Aim of the task:
Reproduce each line from the first in the data through the line that contains "Handlebars template rendering" exactly; give nothing else.

Collection entries
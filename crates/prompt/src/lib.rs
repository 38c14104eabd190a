//! Prompt system for the adaptive RAG assistant.
//!
//! This crate provides structured prompt management with:
//! - YAML-based prompt definitions
//! - Handlebars template rendering
//! - A built-in library covering every workflow node
//! - Workspace overrides under `.arag/prompts/`

pub mod builder;
pub mod library;
pub mod loader;
pub mod types;

// Re-export main types
pub use builder::build_prompt;
pub use library::PromptLibrary;
pub use loader::{list_prompts, load_prompt};
pub use types::{
    BuiltPrompt, BuiltPromptMetadata, ModelRole, OutputFormat, PromptBehavior, PromptDefinition,
};
use crate::app::picker::PathPicker;

/// Interaction mode deciding how keys are routed and which overlay renders.
#[derive(Clone, Debug, Eq, PartialEq)]
pub enum AppMode {
    /// Navigating tabs, fields and actions.
    Normal,
    /// Typing into the focused field. `draft` is committed on `Enter`.
    Editing { draft: String },
    /// Browsing the filesystem for the focused path field.
    PathPicker(PathPicker),
    /// Modal message dismissed with `Enter` or `Esc`.
    Message { title: String, message: String },
}
//! Form fields and focus handling for the tab panels.

use crate::domain::command::{Action, AndroidAction, IosAction, UtilityAction};

/// Identifies a form field independent of its position.
#[derive(Clone, Copy, Debug, Eq, Hash, PartialEq)]
pub enum FieldId {
    BackupPath,
    TargetPath,
    OutputPath,
    Serial,
    Password,
    AllApks,
    NonInteractive,
    ScanDir,
    DeviceType,
    FileName,
}

/// Device type choices offered on the report form.
pub const DEVICE_TYPE_OPTIONS: &[&str] = &["Auto", "iOS", "Android"];

/// Input behavior of one form field.
#[derive(Clone, Debug, Eq, PartialEq)]
pub enum FieldKind {
    Text,
    /// Text rendered masked.
    Secret,
    /// Text filled in by hand or through the path picker.
    Path { directory: bool },
    Toggle { checked: bool },
    Choice {
        options: &'static [&'static str],
        selected: usize,
    },
}

/// One labelled input on a form.
#[derive(Clone, Debug, Eq, PartialEq)]
pub struct Field {
    pub id: FieldId,
    pub label: &'static str,
    pub placeholder: &'static str,
    pub kind: FieldKind,
    pub value: String,
}

impl Field {
    fn new(id: FieldId, label: &'static str, placeholder: &'static str, kind: FieldKind) -> Self {
        Self {
            id,
            label,
            placeholder,
            kind,
            value: String::new(),
        }
    }

    /// Returns whether the field accepts typed text.
    pub fn is_text_input(&self) -> bool {
        matches!(
            self.kind,
            FieldKind::Text | FieldKind::Secret | FieldKind::Path { .. }
        )
    }

    /// Returns whether the path picker can fill this field.
    pub fn is_path(&self) -> bool {
        matches!(self.kind, FieldKind::Path { .. })
    }

    /// Returns the value rendered in the form, masking secrets.
    pub fn display_value(&self) -> String {
        match &self.kind {
            FieldKind::Secret => "*".repeat(self.value.chars().count()),
            FieldKind::Toggle { checked } => {
                if *checked {
                    "[x]".to_string()
                } else {
                    "[ ]".to_string()
                }
            }
            FieldKind::Choice { options, selected } => options
                .get(*selected)
                .map_or_else(String::new, |option| format!("< {option} >")),
            FieldKind::Text | FieldKind::Path { .. } => self.value.clone(),
        }
    }

    /// Flips a toggle or advances a choice; other kinds are left unchanged.
    pub fn activate(&mut self) {
        match &mut self.kind {
            FieldKind::Toggle { checked } => *checked = !*checked,
            FieldKind::Choice { options, selected } => {
                *selected = (*selected + 1) % options.len().max(1);
            }
            FieldKind::Text | FieldKind::Secret | FieldKind::Path { .. } => {}
        }
    }
}

/// Focus position inside a form: fields come first, then actions.
#[derive(Clone, Copy, Debug, Eq, PartialEq)]
pub enum Focus {
    Field(usize),
    Action(usize),
}

/// Fields and action buttons shown on one tab.
#[derive(Clone, Debug, Eq, PartialEq)]
pub struct Form {
    fields: Vec<Field>,
    actions: Vec<Action>,
    focus: Focus,
}

impl Form {
    fn new(fields: Vec<Field>, actions: Vec<Action>) -> Self {
        let focus = if fields.is_empty() {
            Focus::Action(0)
        } else {
            Focus::Field(0)
        };

        Self {
            fields,
            actions,
            focus,
        }
    }

    /// iOS backup and filesystem analysis form.
    pub fn ios() -> Self {
        Self::new(
            vec![
                Field::new(
                    FieldId::BackupPath,
                    "Backup Path",
                    "Select iOS backup directory...",
                    FieldKind::Path { directory: true },
                ),
                Field::new(
                    FieldId::OutputPath,
                    "Output Path",
                    "Select output directory...",
                    FieldKind::Path { directory: true },
                ),
                Field::new(
                    FieldId::Password,
                    "Backup Password",
                    "Enter backup password (if encrypted)",
                    FieldKind::Secret,
                ),
            ],
            IosAction::ALL.into_iter().map(Action::Ios).collect(),
        )
    }

    /// Android device and artifact analysis form.
    pub fn android() -> Self {
        Self::new(
            vec![
                Field::new(
                    FieldId::TargetPath,
                    "Target Path",
                    "Select target directory or file...",
                    FieldKind::Path { directory: false },
                ),
                Field::new(
                    FieldId::OutputPath,
                    "Output Path",
                    "Select output directory...",
                    FieldKind::Path { directory: true },
                ),
                Field::new(
                    FieldId::Serial,
                    "Device Serial",
                    "Device serial number (optional)",
                    FieldKind::Text,
                ),
                Field::new(
                    FieldId::Password,
                    "Backup Password",
                    "Enter backup password (if required)",
                    FieldKind::Secret,
                ),
                Field::new(
                    FieldId::AllApks,
                    "Download All APKs",
                    "",
                    FieldKind::Toggle { checked: false },
                ),
                Field::new(
                    FieldId::NonInteractive,
                    "Non-interactive Mode",
                    "",
                    FieldKind::Toggle { checked: false },
                ),
            ],
            AndroidAction::ALL.into_iter().map(Action::Android).collect(),
        )
    }

    /// Utilities form: actions only.
    pub fn utilities() -> Self {
        Self::new(
            Vec::new(),
            UtilityAction::ALL.into_iter().map(Action::Utility).collect(),
        )
    }

    /// PDF report form.
    pub fn report() -> Self {
        Self::new(
            vec![
                Field::new(
                    FieldId::ScanDir,
                    "Results Directory",
                    "Select the MVT output directory...",
                    FieldKind::Path { directory: true },
                ),
                Field::new(
                    FieldId::DeviceType,
                    "Device Type",
                    "",
                    FieldKind::Choice {
                        options: DEVICE_TYPE_OPTIONS,
                        selected: 0,
                    },
                ),
                Field::new(
                    FieldId::FileName,
                    "Report File Name",
                    "Leave empty for a timestamped name",
                    FieldKind::Text,
                ),
            ],
            vec![Action::GenerateReport],
        )
    }

    pub fn fields(&self) -> &[Field] {
        &self.fields
    }

    pub fn actions(&self) -> &[Action] {
        &self.actions
    }

    pub fn focus(&self) -> Focus {
        self.focus
    }

    pub fn field(&self, id: FieldId) -> Option<&Field> {
        self.fields.iter().find(|field| field.id == id)
    }

    pub fn field_mut(&mut self, id: FieldId) -> Option<&mut Field> {
        self.fields.iter_mut().find(|field| field.id == id)
    }

    /// Returns the trimmed text of a field, empty when absent.
    pub fn text(&self, id: FieldId) -> &str {
        self.field(id).map_or("", |field| field.value.trim())
    }

    /// Returns the untrimmed text of a field, or `""` when it is blank.
    /// Secrets keep surrounding spaces.
    pub fn raw_text(&self, id: FieldId) -> &str {
        match self.field(id) {
            Some(field) if !field.value.trim().is_empty() => &field.value,
            _ => "",
        }
    }

    /// Returns whether a toggle field is checked.
    pub fn is_checked(&self, id: FieldId) -> bool {
        self.field(id)
            .is_some_and(|field| matches!(field.kind, FieldKind::Toggle { checked: true }))
    }

    /// Returns the selected option of a choice field.
    pub fn choice(&self, id: FieldId) -> Option<&'static str> {
        match self.field(id)?.kind {
            FieldKind::Choice { options, selected } => options.get(selected).copied(),
            _ => None,
        }
    }

    pub fn set_text(&mut self, id: FieldId, value: &str) {
        if let Some(field) = self.field_mut(id) {
            field.value = value.to_string();
        }
    }

    pub fn set_checked(&mut self, id: FieldId, value: bool) {
        if let Some(field) = self.field_mut(id)
            && let FieldKind::Toggle { checked } = &mut field.kind
        {
            *checked = value;
        }
    }

    fn focus_slots(&self) -> usize {
        self.fields.len() + self.actions.len()
    }

    fn focus_index(&self) -> usize {
        match self.focus {
            Focus::Field(index) => index,
            Focus::Action(index) => self.fields.len() + index,
        }
    }

    fn set_focus_index(&mut self, index: usize) {
        self.focus = if index < self.fields.len() {
            Focus::Field(index)
        } else {
            Focus::Action(index - self.fields.len())
        };
    }

    /// Moves focus down, wrapping from the last action to the first field.
    pub fn focus_next(&mut self) {
        let slots = self.focus_slots();
        if slots == 0 {
            return;
        }

        self.set_focus_index((self.focus_index() + 1) % slots);
    }

    /// Moves focus up, wrapping from the first field to the last action.
    pub fn focus_previous(&mut self) {
        let slots = self.focus_slots();
        if slots == 0 {
            return;
        }

        self.set_focus_index((self.focus_index() + slots - 1) % slots);
    }

    pub fn focused_field(&self) -> Option<&Field> {
        match self.focus {
            Focus::Field(index) => self.fields.get(index),
            Focus::Action(_) => None,
        }
    }

    pub fn focused_field_mut(&mut self) -> Option<&mut Field> {
        match self.focus {
            Focus::Field(index) => self.fields.get_mut(index),
            Focus::Action(_) => None,
        }
    }

    pub fn focused_action(&self) -> Option<Action> {
        match self.focus {
            Focus::Field(_) => None,
            Focus::Action(index) => self.actions.get(index).copied(),
        }
    }
}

Answer space:
filename crates/prompt/src/lib.rs
repository 38c14104eabd190a
//! Prompt system for the adaptive RAG assistant.
//!
//! This crate provides structured prompt management with:
//! - YAML-based prompt definitions
//! - Handlebars template rendering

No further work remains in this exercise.